Uma equipa de investigadores do Instituto de Saúde Pública da Universidade do Porto (ISPUP) concluiu que experiências adversas na infância, como o bullying, aumentam o risco de desenvolver condições dolorosas ao longo da vida.
A conclusão parte de um projeto, o SEPIA [acrónimo de ‘Studying Experiences of Pain In Adolescents‘, em português ‘Estudo de experiências de dor em adolescentes’], que teve como objetivo identificar características-chave da dor física durante a adolescência que permitam prever o risco de desenvolver dor musculosquelética crónica na transição para a vida adulta.
“Em termos de saúde pública, isto é importante, porque a dor musculoesquelética crónica é a principal causa de incapacidade no mundo”, refere a investigadora do ISPUP e coordenadora do projeto SEPIA, Raquel Lucas, à Lusa.

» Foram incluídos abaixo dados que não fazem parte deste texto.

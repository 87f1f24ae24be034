// src/orchestrator/bootstrap.rs

//! The bootstrap path: `PreBootstrap` → generate cluster cert → bind/swap
//! network TLS → `db.Bootstrap` → refresh trust store → `PostBootstrap`.

use std::sync::Arc;

use tracing::{info, warn};

use super::{LifecycleState, LiveHandle, OrchestratorInner, bind_network_endpoints};
use crate::config::PersistedConfig;
use crate::db::{MemberRole, SelfMember};
use crate::error::{KernelError, KernelResult};
use crate::hooks::InitConfig;
use crate::reverter::Reverter;
use crate::trust::Remote;

pub(super) async fn run_bootstrap(
    inner: &Arc<OrchestratorInner>,
    init_config: InitConfig,
) -> KernelResult<()> {
    let handle = LiveHandle::new(inner.clone());
    inner
        .hooks
        .pre_bootstrap(handle.clone(), init_config.clone())
        .await
        .map_err(|e| KernelError::Hook(format!("PreBootstrap hook failed: {e}")))?;

    let port = inner
        .listen_port
        .ok_or_else(|| KernelError::Config("listen port is required to bootstrap".into()))?;
    let address = format!("0.0.0.0:{port}");
    *inner.address.write() = address.clone();
    let name = inner.name.read().clone();

    // Everything from here through `daemon.yaml` being persisted is one
    // atomic unit: if any step fails, the self trust-store entry must not
    // survive to the next process start with no corresponding `daemon.yaml`
    // (`OsLayout::is_bootstrapped_on_disk` doesn't look at the trust store,
    // so a half-written self-entry would otherwise be invisible to it).
    let mut reverter = Reverter::new();

    let server_cert = inner.cert_holder().server_cert();
    let self_remote = Remote {
        name: name.clone(),
        address: address.clone(),
        certificate: server_cert.chain[0].as_ref().to_vec(),
    };
    inner
        .trust_store()
        .add(self_remote)
        .map_err(|e| KernelError::Config(format!("Failed to record self in trust store: {e:#}")))?;
    {
        let inner = inner.clone();
        let name = name.clone();
        reverter.on_rollback(move || {
            if let Err(e) = inner.trust_store().remove(&name) {
                warn!("Failed to roll back self trust-store entry after a failed bootstrap: {e:#}");
            }
        });
    }

    let cluster_cert = inner
        .cert_holder()
        .generate_cluster_cert(
            &inner.project,
            &inner.layout.cluster_cert_path(),
            &inner.layout.cluster_key_path(),
        )
        .map_err(|e| KernelError::Config(format!("Failed to generate cluster certificate: {e:#}")))?;

    bind_network_endpoints(inner, &address, &cluster_cert).await?;

    let extension_names: Vec<String> = inner
        .extensions
        .iter()
        .map(|e| e.as_str().to_string())
        .collect();
    inner
        .db
        .bootstrap(
            &extension_names,
            &inner.project,
            &address,
            SelfMember {
                name: name.clone(),
                address: address.clone(),
                role: MemberRole::Pending,
            },
            handle.clone(),
        )
        .await
        .map_err(|e| KernelError::Database(format!("Failed to bootstrap database: {e}")))?;

    inner
        .trust_store()
        .refresh()
        .map_err(|e| KernelError::Config(format!("Failed to refresh trust store: {e:#}")))?;

    PersistedConfig { name, address }
        .save(inner.layout.root())
        .map_err(|e| KernelError::Config(format!("Failed to persist daemon.yaml: {e:#}")))?;

    // Both on-disk markers are now present; a `PostBootstrap` failure past
    // this point is not rolled back, matching §5's cancellation policy.
    reverter.success();

    inner
        .hooks
        .post_bootstrap(handle, init_config)
        .await
        .map_err(|e| KernelError::Hook(format!("PostBootstrap hook failed: {e}")))?;

    *inner.state.write() = LifecycleState::DatabaseReady;
    info!("Bootstrap complete");

    inner.finish_to_ready().await
}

A investigadora alertou para a importância de interpretar os dados recolhidos, uma vez que estes têm implicações a nível individual e na preparação e atenção dos cuidados de saúde, bem como na educação para a saúde em idade pediátrica
“Ou seja, neste momento sabemos que há uma grande proporção dos jovens que têm experiências mais adversas da dor. Isto significa que estes jovens muitas vezes recorrem aos cuidados de saúde, portanto é importante que os cuidados de saúde estejam preparados para os receber e que possam interpretar as queixas de dor que os jovens têm como sendo preditivas daquilo que se vai passar mais tarde”, apontou.
De acordo com um resumo enviado à Lusa, os dados recolhidos nas diferentes fases da vida dos participantes no estudo mostraram que as experiências adversas na infância como o divórcio dos pais, as dificuldades financeiras, as mudanças de casa ou escola, entre outras, podem aumentar significativamente o risco de desenvolver condições dolorosas ao longo da vida.
Um outro exemplo é o das crianças que foram vítimas de bullying até aos 10 anos de idade, que manifestaram perfis de dor adversos aos 13 anos.
O estudo mostrou que uma criança vítima de bullying tem 70% mais probabilidade de vir a sentir dor grave na adolescência.
Considera-se dor grave aquela que impede o desempenho de atividades quotidianas, como ir à escola ou participar em atividades de lazer, e dor crónica aquela que persiste mais de três meses.
O estudo – que é apresentado sexta-feira, e além do ISPUP teve a participação da Sociedade Portuguesa de Reumatologia e do Instituto de Engenharia de Sistemas e Computadores, Tecnologia e Ciência (INESC TEC) – revela que mesmo na ausência de experiências de adversidade, a dor é uma experiência muito comum já na infância, com uma em cada seis crianças a revelar ter dor com duração superior a três meses, tanto aos 7 como aos 10 anos.
Já olhando para as consequências a curto prazo, o estudo mostrou que uma em cada oito destas crianças tinha sentido uma dor suficientemente grave para as levar a faltarem à escola ou a alguma atividade de lazer.
“Estamos habituados a olhar para a dor como resultado de uma lesão física que é preciso tratar medicamente. Mas, na maior parte dos casos, não existe uma lesão para a dor crónica. Essa depende de fatores relacionados com o crescimento, a maturação, o desenvolvimento e o ambiente físico e psicossocial”, alertou Raquel Lucas.
Para desenvolver este projeto – financiado pela FOREUM, uma fundação europeia da área de investigação em reumatologia – os investigadores envolveram cerca de 5.000 participantes, incluindo mais de 2.000 jovens com idades entre os 14 e os 18 anos e os seus cuidadores.
Os jovens foram recrutados através de um grupo já criado para outros estudos relacionados com a dor, a ‘Geração XXI’, bem como através do Registo Nacional de Doentes Reumáticos, o Reuma.pt, que acompanha jovens com Artrite Idiopática Juvenil (AIJ).
A recolha de dados teve início em junho de 2022, através de uma ‘app’ para dispositivos móveis que os jovens e os seus cuidadores usaram para responder a questionários que incluíam perguntas sobre vários aspetos relacionados com a dor.
Sobre a ‘Geração XXI’, Raquel Lucas explicou à Lusa que o grupo começou com 8.647 (atualmente tem cerca de 6.000) crianças que nasceram em 2005/2006 e que têm sido seguidas regularmente aos 4, 7, 10, 13 e 18 anos.
“Gostávamos muito caracterizar as respostas à dor nas próximas idades. Ver o que acontece quando estes jovens atingirem a idade adulta e começarem a trabalhar. Mas isto depende de financiamento”, concluiu a investigadora quando questionada sobre o futuro desta investigação.
As conclusões do SEPIA são apresentadas sexta-feira às 10:30 no ISPUP, no Porto.